La dottoressa Cynthia Salloum, del Nato Defense College, ha fatto notare come la vulnerabilità europea di fronte alla minaccia russo/sovietica esista dalla Guerra Fredda, con la differenza che oggi non ci sono centinaia di migliaia di soldati americani presenti sul suolo europeo, e che i paesi dell’area nutrono paure sul fatto Washington potrebbe essere distratta dalle questioni nel quadrante del Pacifico. L’analista si è poi soffermata su come la guerra in Ucraina possa essere letta positivamente come l’elemento che ha spinto finalmente i partner europei a unire gli sforzi verso una politica estera e di difesa comune, ricordando il peculiare esempio del riarmo tedesco. A suo parere l’Unione Europea ha però uno scarso ruolo nel mediare la questione Ucraina visto che la Russia non riconosce Bruxelles come un interlocutore e vuole invece rivolgersi agli Stati Uniti, motivo per cui sarà Washington a doversi occupare del dossier.

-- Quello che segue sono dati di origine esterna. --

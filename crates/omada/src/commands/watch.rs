//! Long-running watch mode: start every poller and print one line per
//! published cycle until Ctrl-C or until the credential chain breaks.

use chrono::Local;
use omada_core::{
    AppTrafficSnapshot, ClientPresenceSnapshot, Controller, PollHandle, PollState, SiteSnapshot,
};
use serde::Serialize;
use tokio::task::JoinSet;
use tracing::info;

use crate::cli::{GlobalOpts, OutputFormat};
use crate::error::CliError;
use crate::output;

// ── Summaries ───────────────────────────────────────────────────────

fn site_summary(s: &SiteSnapshot) -> String {
    let clients: usize = s.devices.values().map(|d| d.clients.len()).sum();
    let wan_up = s.wan_status.values().flatten().filter(|w| w.connected).count();
    let wan_total = s.wan_status.values().map(Vec::len).sum::<usize>();
    let mut line = format!(
        "devices={} clients={clients} poe_ports={} ssids={} wan={wan_up}/{wan_total}",
        s.devices.len(),
        s.poe_ports.len(),
        s.ssids.len(),
    );
    if !s.failed_steps.is_empty() {
        line.push_str(&format!(" failed=[{}]", s.failed_steps.join(",")));
    }
    line
}

fn presence_summary(s: &ClientPresenceSnapshot) -> String {
    let present: Vec<&str> = s.clients.values().map(|c| c.name.as_str()).collect();
    format!("present={} [{}]", present.len(), present.join(", "))
}

fn traffic_summary(s: &AppTrafficSnapshot) -> String {
    let total: i64 = s
        .clients
        .values()
        .flat_map(|apps| apps.values())
        .map(|u| u.traffic)
        .sum();
    format!(
        "clients={} total={} since={}",
        s.clients.len(),
        output::bytes(total),
        s.window_start.format("%Y-%m-%d %H:%M"),
    )
}

// ── Event line ──────────────────────────────────────────────────────

#[derive(Serialize)]
struct Event<'a, S> {
    poller: &'a str,
    ok: bool,
    error: Option<&'a str>,
    snapshot: Option<&'a S>,
}

fn render<S: Serialize>(
    label: &str,
    state: &PollState<S>,
    json: bool,
    summarize: fn(&S) -> String,
) -> String {
    if json {
        let event = Event {
            poller: label,
            ok: state.last_cycle_succeeded,
            error: state.last_error.as_deref(),
            snapshot: state.snapshot.as_deref(),
        };
        return serde_json::to_string(&event)
            .unwrap_or_else(|e| format!("{{\"error\": \"serialization failed: {e}\"}}"));
    }

    let stamp = Local::now().format("%H:%M:%S");
    match (&state.last_error, &state.snapshot) {
        (None, Some(snapshot)) => format!("{stamp} {label} {}", summarize(snapshot)),
        (Some(error), Some(_)) => format!("{stamp} {label} FAILED ({error}), keeping last snapshot"),
        (Some(error), None) => format!("{stamp} {label} FAILED ({error})"),
        (None, None) => format!("{stamp} {label} waiting"),
    }
}

async fn follow<S>(label: String, handle: PollHandle<S>, json: bool, summarize: fn(&S) -> String)
where
    S: Serialize + Send + Sync + 'static,
{
    let mut rx = handle.subscribe();
    while rx.changed().await.is_ok() {
        let state = rx.borrow_and_update().clone();
        println!("{}", render(&label, &state, json, summarize));
    }
}

// ── Handler ─────────────────────────────────────────────────────────

pub async fn handle(controller: &Controller, global: &GlobalOpts) -> Result<(), CliError> {
    let mut auth_failed = controller.auth_failed();
    let pollers = controller.start().await?;
    let json = matches!(global.output, OutputFormat::Json | OutputFormat::JsonCompact);

    let mut tasks = JoinSet::new();
    for site in pollers {
        let name = &site.site.name;
        tasks.spawn(follow(format!("site:{name}"), site.devices, json, site_summary));
        if let Some(clients) = site.clients {
            tasks.spawn(follow(format!("clients:{name}"), clients, json, presence_summary));
        }
        if let Some(traffic) = site.traffic {
            tasks.spawn(follow(format!("traffic:{name}"), traffic, json, traffic_summary));
        }
    }
    info!(pollers = tasks.len(), "watching; press Ctrl-C to stop");

    let result = tokio::select! {
        signal = tokio::signal::ctrl_c() => signal.map_err(CliError::from),
        changed = auth_failed.wait_for(|failed| *failed) => match changed {
            Ok(_) => Err(CliError::AuthFailed {
                profile: "default".into(),
                message: "client credentials were rejected while polling".into(),
            }),
            Err(_) => Ok(()),
        },
    };

    controller.shutdown().await;
    tasks.abort_all();
    result
}

#[cfg(test)]
#[allow(clippy::unwrap_used)]
mod tests {
    use std::collections::BTreeMap;
    use std::sync::Arc;

    use chrono::Utc;

    use super::*;

    fn empty_site() -> SiteSnapshot {
        SiteSnapshot {
            site_id: "site_001".into(),
            site_name: "Main Office".into(),
            devices: BTreeMap::new(),
            poe_ports: BTreeMap::new(),
            poe_budget: BTreeMap::new(),
            wan_status: BTreeMap::new(),
            ssids: Vec::new(),
            failed_steps: vec!["poe".into()],
            fetched_at: Utc::now(),
        }
    }

    #[test]
    fn site_summary_lists_failed_steps() {
        let line = site_summary(&empty_site());
        assert_eq!(
            line,
            "devices=0 clients=0 poe_ports=0 ssids=0 wan=0/0 failed=[poe]"
        );
    }

    #[test]
    fn failed_cycle_mentions_kept_snapshot() {
        let state = PollState {
            last_cycle_succeeded: false,
            snapshot: Some(Arc::new(empty_site())),
            last_error: Some("Controller request timed out".into()),
            last_success_at: None,
            cycles: 2,
        };
        let line = render("site:Main Office", &state, false, site_summary);
        assert!(line.ends_with("site:Main Office FAILED (Controller request timed out), keeping last snapshot"));

        let json = render("site:Main Office", &state, true, site_summary);
        assert!(json.starts_with(r#"{"poller":"site:Main Office","ok":false"#));
    }
}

L’approccio italiano alla sicurezza

Secondo Salloum, l’Italia non può esimersi dall’assumersi responsabilità nell’area del Mediterraneo allargato e gli sforzi devono essere orientati all’elaborazione di una politica estera comune con Francia e Germania. A questo proposito l’avvicinamento di Draghi e Macron sui temi del Nord Africa verrà probabilmente ricordato come una parentesi, soprattutto se a Roma si insedierà un governo di destra dopo le prossime elezioni. La panelist ha ricordato che non possiamo delegare alla Nato compiti che non le sono propri, come appunto l’area Mena (Middle East and Northern Africa) e il Sahel. Da qui discende anche un discorso di problemi di fiducia all’interno dell’Alleanza Atlantica, esemplificati dal non avere dato retta ai segnali di avvertimento di Washington a proposito dell’imminente attacco russo in Ucraina.